香りは理性の肥大に対してとても有効です。フィーリング優位にすると頭のグルグルが小さくなります。外出して香水をつける場面などずいぶんないのでここは一番のお気に入りでもためらわずに使用しています。
失った社交機会よりも回復が最優先の生活に重心が移った時期だと考えてください。
諦めるということではなく、持続可能性の問題です。健康状態に問題を抱えたまま対面で会う機会を増やすのは次の挫折や回復の遅れにつながります。
4.まとめ
うつ病等の精神疾患を抱えた状態での習慣化はとても高度なことです。日常生活のほとんどが難しいのでその上でさらに何かを継続することの大変さを受け入れることから始めていきましょう。

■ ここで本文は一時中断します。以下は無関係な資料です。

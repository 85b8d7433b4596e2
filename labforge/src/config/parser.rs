//! INI parsing logic for converting `Ini` → `ConfigFile`.
//!
//! This is the single place where INI key names are mapped to struct
//! fields.

use ini::Ini;
use std::path::PathBuf;

use super::file::ConfigFileError;
use super::settings::ConfigFile;

/// Parse an `Ini` object into a `ConfigFile`.
///
/// Starts from `ConfigFile::default()` and overlays any values found in
/// the INI.
pub(super) fn parse_ini(ini: &Ini) -> Result<ConfigFile, ConfigFileError> {
    let mut config = ConfigFile::default();

    // [cloud] section
    if let Some(section) = ini.section(Some("cloud")) {
        if let Some(v) = section.get("auth_url") {
            let v = v.trim();
            if !v.is_empty() {
                config.cloud.auth_url = v.to_string();
            }
        }
        if let Some(v) = section.get("username") {
            config.cloud.username = v.trim().to_string();
        }
        if let Some(v) = section.get("api_key") {
            config.cloud.api_key = v.trim().to_string();
        }
        if let Some(v) = section.get("region") {
            let v = v.trim();
            if !v.is_empty() {
                config.cloud.region = Some(v.to_string());
            }
        }
    }

    // [build] section
    if let Some(section) = ini.section(Some("build")) {
        if let Some(v) = section.get("concurrency") {
            config.build.concurrency = parse_number(v, "build", "concurrency")?;
        }
        if let Some(v) = section.get("controller_ram_mb") {
            config.build.controller_ram_mb = parse_number(v, "build", "controller_ram_mb")?;
        }
        if let Some(v) = section.get("compute_ram_mb") {
            config.build.compute_ram_mb = parse_number(v, "build", "compute_ram_mb")?;
        }
        if let Some(v) = section.get("image") {
            let v = v.trim();
            if !v.is_empty() {
                config.build.image = v.to_string();
            }
        }
        if let Some(v) = section.get("net_cidr") {
            let v = v.trim();
            if !v.is_empty() {
                config.build.net_cidr = v.to_string();
            }
        }
        if let Some(v) = section.get("key_name") {
            let v = v.trim();
            if !v.is_empty() {
                config.build.key_name = Some(v.to_string());
            }
        }
        if let Some(v) = section.get("key_file") {
            let v = v.trim();
            if !v.is_empty() {
                config.build.key_file = Some(expand_tilde(v));
            }
        }
        if let Some(v) = section.get("attach_service_net") {
            config.build.attach_service_net = parse_bool(v, "build", "attach_service_net")?;
        }
        if let Some(v) = section.get("create_attempts") {
            config.build.create_attempts = parse_number(v, "build", "create_attempts")?;
        }
        if let Some(v) = section.get("poll_attempts") {
            config.build.poll_attempts = parse_number(v, "build", "poll_attempts")?;
        }
        if let Some(v) = section.get("retry_delay_secs") {
            config.build.retry_delay_secs = parse_number(v, "build", "retry_delay_secs")?;
        }
        if let Some(v) = section.get("requeue_ceiling") {
            config.build.requeue_ceiling = parse_number(v, "build", "requeue_ceiling")?;
        }
    }

    // [remote] section
    if let Some(section) = ini.section(Some("remote")) {
        if let Some(v) = section.get("user") {
            let v = v.trim();
            if !v.is_empty() {
                config.remote.user = v.to_string();
            }
        }
        if let Some(v) = section.get("port") {
            config.remote.port = parse_number(v, "remote", "port")?;
        }
        if let Some(v) = section.get("key_path") {
            let v = v.trim();
            if !v.is_empty() {
                config.remote.key_path = Some(expand_tilde(v));
            }
        }
        if let Some(v) = section.get("connect_attempts") {
            config.remote.connect_attempts = parse_number(v, "remote", "connect_attempts")?;
        }
        if let Some(v) = section.get("keepalive_secs") {
            config.remote.keepalive_secs = parse_number(v, "remote", "keepalive_secs")?;
        }
    }

    // [logging] section
    if let Some(section) = ini.section(Some("logging")) {
        if let Some(v) = section.get("file") {
            let v = v.trim();
            if !v.is_empty() {
                config.logging.file = expand_tilde(v);
            }
        }
    }

    Ok(config)
}

fn parse_number<T: std::str::FromStr>(
    value: &str,
    section: &str,
    key: &str,
) -> Result<T, ConfigFileError> {
    value
        .trim()
        .parse()
        .map_err(|_| ConfigFileError::InvalidValue {
            section: section.to_string(),
            key: key.to_string(),
            value: value.to_string(),
            reason: "must be a non-negative integer".to_string(),
        })
}

fn parse_bool(value: &str, section: &str, key: &str) -> Result<bool, ConfigFileError> {
    match value.trim().to_lowercase().as_str() {
        "true" | "yes" | "1" => Ok(true),
        "false" | "no" | "0" => Ok(false),
        _ => Err(ConfigFileError::InvalidValue {
            section: section.to_string(),
            key: key.to_string(),
            value: value.to_string(),
            reason: "must be 'true' or 'false'".to_string(),
        }),
    }
}

/// Expands a leading `~/` to the user's home directory.
pub(super) fn expand_tilde(path: &str) -> PathBuf {
    if let Some(stripped) = path.strip_prefix("~/") {
        if let Some(home) = dirs::home_dir() {
            return home.join(stripped);
        }
    }
    PathBuf::from(path)
}
//! Plain-text tables for console reporting.
//!
//! Everything renders to a `String` so commands can print catalogs and
//! lab summaries wherever they need them, error paths included.

use std::collections::BTreeMap;
use std::fmt::Write;

use crate::compute::{Flavor, Image, PUBLIC_ADDRESS_NET};
use crate::ledger::LedgerEntry;

/// Flavor catalog table.
pub fn flavor_table(flavors: &[Flavor]) -> String {
    let rows: Vec<Vec<String>> = flavors
        .iter()
        .map(|flavor| {
            vec![
                flavor.id.clone(),
                flavor.name.clone(),
                flavor.ram_mb.to_string(),
                flavor.vcpus.to_string(),
                format!("{:.1}", flavor.rxtx_factor),
            ]
        })
        .collect();
    render_table(&["ID", "NAME", "RAM MB", "VCPUS", "RXTX"], &rows)
}

/// Image catalog table.
pub fn image_table(images: &[Image]) -> String {
    let rows: Vec<Vec<String>> = images
        .iter()
        .map(|image| vec![image.id.clone(), image.name.clone()])
        .collect();
    render_table(&["ID", "NAME"], &rows)
}

/// Lab summary from its ledger entries: one row per recorded instance,
/// metadata entries appended after the table.
pub fn lab_table(lab: &str, entries: &BTreeMap<String, LedgerEntry>) -> String {
    let net_label = format!("{}_net", lab);
    let mut rows = Vec::new();
    let mut metadata = Vec::new();
    for (node, entry) in entries {
        if let Some(record) = entry.as_server() {
            rows.push(vec![
                node.clone(),
                record.id.clone(),
                record.status.to_string(),
                record.ipv4_on(&net_label).unwrap_or("-").to_string(),
                record.ipv4_on(PUBLIC_ADDRESS_NET).unwrap_or("-").to_string(),
            ]);
        } else if let Some(value) = entry.as_text() {
            metadata.push(format!("{} = {}", node, value.trim_end()));
        }
    }

    let mut out = render_table(&["NODE", "ID", "STATUS", "LAB IP", "PUBLIC IP"], &rows);
    if !metadata.is_empty() {
        out.push('\n');
        for line in metadata {
            out.push_str(&line);
            out.push('\n');
        }
    }
    out
}

/// Renders headers and rows as space-aligned columns. Every column is as
/// wide as its widest cell; rows never carry trailing spaces.
fn render_table(headers: &[&str], rows: &[Vec<String>]) -> String {
    let mut widths: Vec<usize> = headers.iter().map(|header| header.len()).collect();
    for row in rows {
        for (index, cell) in row.iter().enumerate() {
            if cell.len() > widths[index] {
                widths[index] = cell.len();
            }
        }
    }

    let mut out = String::new();
    render_row(&mut out, headers.iter().copied(), &widths);
    for row in rows {
        render_row(&mut out, row.iter().map(String::as_str), &widths);
    }
    out
}

fn render_row<'a>(out: &mut String, cells: impl Iterator<Item = &'a str>, widths: &[usize]) {
    let mut line = String::new();
    for (index, cell) in cells.enumerate() {
        if index > 0 {
            line.push_str("  ");
        }
        let _ = write!(line, "{:<width$}", cell, width = widths[index]);
    }
    out.push_str(line.trim_end());
    out.push('\n');
}

#[cfg(test)]
mod tests {
    use super::*;
    use crate::compute::{ServerAddress, ServerRecord, ServerStatus};

    fn flavor(id: &str, name: &str, ram_mb: u32, rxtx_factor: f64) -> Flavor {
        Flavor {
            id: id.to_string(),
            name: name.to_string(),
            ram_mb,
            vcpus: 1,
            rxtx_factor,
        }
    }

    #[test]
    fn test_columns_align_to_the_widest_cell() {
        let table = flavor_table(&[
            flavor("2", "512MB Standard Instance", 512, 80.0),
            flavor("performance1-1", "1 GB Performance", 1024, 200.0),
        ]);

        let lines: Vec<&str> = table.lines().collect();
        assert_eq!(lines.len(), 3);
        // The NAME column starts at the same offset in every line.
        let name_at = lines[0].find("NAME").unwrap();
        assert_eq!(lines[1].find("512MB Standard Instance"), Some(name_at));
        assert_eq!(lines[2].find("1 GB Performance"), Some(name_at));
        assert!(lines[2].starts_with("performance1-1  "));
        // No trailing padding on any row.
        assert!(lines.iter().all(|line| !line.ends_with(' ')));
    }

    #[test]
    fn test_image_table_lists_every_candidate() {
        let table = image_table(&[
            Image {
                id: "img-1".to_string(),
                name: "Ubuntu 22.04 LTS".to_string(),
            },
            Image {
                id: "img-2".to_string(),
                name: "Debian 12".to_string(),
            },
        ]);

        assert!(table.contains("Ubuntu 22.04 LTS"));
        assert!(table.contains("Debian 12"));
        assert_eq!(table.lines().count(), 3);
    }

    #[test]
    fn test_lab_table_reports_addresses_and_metadata() {
        let mut addresses = BTreeMap::new();
        addresses.insert(
            "public".to_string(),
            vec![ServerAddress {
                version: 4,
                addr: "203.0.113.5".to_string(),
            }],
        );
        addresses.insert(
            "alpha_net".to_string(),
            vec![ServerAddress {
                version: 4,
                addr: "192.168.3.2".to_string(),
            }],
        );
        let record = ServerRecord {
            id: "srv-1".to_string(),
            name: "alpha_controller1".to_string(),
            status: ServerStatus::Active,
            addresses,
            admin_pass: None,
        };

        let mut entries = BTreeMap::new();
        entries.insert(
            "alpha_controller1".to_string(),
            LedgerEntry::server(record),
        );
        entries.insert(
            "cluster_token".to_string(),
            LedgerEntry::text("s3cr3t\n"),
        );

        let table = lab_table("alpha", &entries);
        assert!(table.contains("alpha_controller1"));
        assert!(table.contains("ACTIVE"));
        assert!(table.contains("192.168.3.2"));
        assert!(table.contains("203.0.113.5"));
        assert!(table.contains("cluster_token = s3cr3t"));
    }

    #[test]
    fn test_node_without_addresses_shows_placeholders() {
        let record = ServerRecord {
            id: "srv-9".to_string(),
            name: "alpha_compute1".to_string(),
            status: ServerStatus::Build,
            addresses: BTreeMap::new(),
            admin_pass: None,
        };
        let mut entries = BTreeMap::new();
        entries.insert("alpha_compute1".to_string(), LedgerEntry::server(record));

        let table = lab_table("alpha", &entries);
        let row = table.lines().nth(1).unwrap();
        assert!(row.contains("BUILD"));
        assert!(row.contains('-'));
    }
}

私が体調が悪い時期では歯磨きや入浴さえ困難でしたから。自分を許してできたことをしっかりカウントして下さい。生きることは元から大変なのにその上に精神病を抱えていることの苦労を認識してやっと一歩が踏み出せます。何か実行できたら手帳やカレンダーに書いてもいいと思います。
でもその日数が少なくても自分を大切にして下さい。死にたくなる思いをして生きてること自体が、身体を維持すること自体が既に素晴らしい努力の賜物なのですから。
私もこれからできる範囲で記事を増やしていけるように取り組みます。
長い文章を読んでいただきありがとうございました。それではまた。